La pata crucial del negocio, internet, no tardaría en llegar. Los estudios de Hastings en informática le sirvieron para ver rápidamente que aquel mecanismo de envío por correo podía reemplazarse por un sistema de distribución en red mucho más ventajoso para el usuario. Kibble — nombre original de la compañía— comenzaba a tomar forma. En 2007, Netflix comenzó a ofrecer su contenido vía streaming y Hastings vio cómo su número de usuarios se multiplicaba hasta proporcionar a la marca, doce años después, un volumen de ingresos cercano a los catorce mil millones de euros (datos hasta enero de 2019):

El gigante audiovisual, cuyo valor supera al de compañías como Time Warner, Nike o General Motors, es, a día de hoy, una máquina imparable de generar dinero. A tenor de un análisis sobre la compañía realizado por «La Financiere De l'Echiquier» al que ha tenido acceso ABC, Netflix experimentó en 2018 un incremento del 35% en su volumen de negocio en el que ha sido su tercer año consecutivo de acelaración, tras un crecimiento del 30% en 2016 y el 32% en 2017. El número de abonados de la compañía de Reed Hastings, dice el informe, ha superado toda expectativa por parte de su creador. «Netflix cuenta desde ahora con 139 millones de usuarios de pago por todo el mundo, un crecimiento que se explica sobre todo por el éxito de las películas, la nueva punta de lanza del grupo. Con tales cifras, la empresa sigue cimentando su liderazgo estructural en el ámbito creciente que constituye el entretenimiento visual. La sociedad también considera que su potencial de desarrollo sigue siendo significativo, puesto que su contenido sólo representa hoy en día el 10% del tiempo que los hogares estadounidenses pasan ante sus pantallas».

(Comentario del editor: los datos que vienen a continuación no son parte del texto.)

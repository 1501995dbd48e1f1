//! pairing-gateway library crate.
//!
//! This crate exposes one HTTP endpoint, `GET /api/auth?phone=...`, that pairs
//! a messaging-protocol client with the given phone number and returns the
//! resulting credential files as `sessions.zip`.
//!
//! # Architecture (clean architecture)
//!
//! ```text
//! HTTP client  (GET /api/auth?phone=62...)
//!         ↕
//! [pairing-gateway]
//!   ├── domain/           ServerConfig, JSON error body
//!   ├── application/      Handshake orchestrator, client/credential ports,
//!   │                     per-directory session locks
//!   └── infrastructure/
//!         ├── http_server/    axum router and request handler
//!         ├── archive/        zip builder for the session directory
//!         ├── auth_store/     multi-file credential persistence
//!         ├── sidecar_client/ WebSocket adapter to the protocol daemon
//!         └── mock_client/    scripted client for tests
//! ```
//!
//! # Layer rules
//!
//! - `domain` has no I/O and no async code.
//! - `application` depends on `domain`, `pairing-core` and the traits in
//!   `application::ports`; it never names a concrete client or store.
//! - `infrastructure` implements the ports and wires everything to HTTP.

/// Domain layer: configuration and response types (no I/O).
pub mod domain;

/// Application layer: the pairing handshake and the ports it drives.
pub mod application;

/// Infrastructure layer: HTTP server, archive builder, adapters.
pub mod infrastructure;
//! Protocol layer: the values exchanged with a messaging-protocol client.
//!
//! - [`events`] – connection-state updates and the event envelope.
//! - [`credentials`] – credential state and incremental credential updates.
//! - [`identity`] – protocol version and client identity strings.

pub mod credentials;
pub mod events;
pub mod identity;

Según los expertos, los elevados índices de crecimiento publicados por Netflix son, sobre todo, «fruto de importantes inversiones tecnológicas que le permiten optimizar la explotación de los datos generados a través de la utilización de su plataforma» esto es, de la huella que el usuario deja en la web cuando inspecciona el catálogo y selecciona el contenido. «Gracias a la inteligencia artificial, la sociedad es capaz de determinar los programas que la plataforma debe proponer. Así, Netflix puede desplegar mejor sus más de 12.000 millones de dólares de inversiones anuales en contenidos y optimizar su rentabilidad».

Hastings, sabedor de que su multinacional se ha convertido en un actor imprescindible en la industria del entretenimiento, predica en sus apariciones públicas la gran noticia que supone el hecho de que la competencia intente pisarle los talones. En HBO, todo un referente en la creación de contenidos de calidad, («Los Soprano», «The Wire») ya se plantean la necesidad de acercar su modelo al de la plataforma del profesor americano tras la reciente adquisición de la compañía por parte de AT&T. Esto, en opinión del visionario, no hace más que favorecer a un sector que, por el momento, está lejos de tocar techo. «Youtube, Amazon, HBO… no son nuestra competencia, contribuyen como Netflix a la calidad de internet». Palabra de Hastings.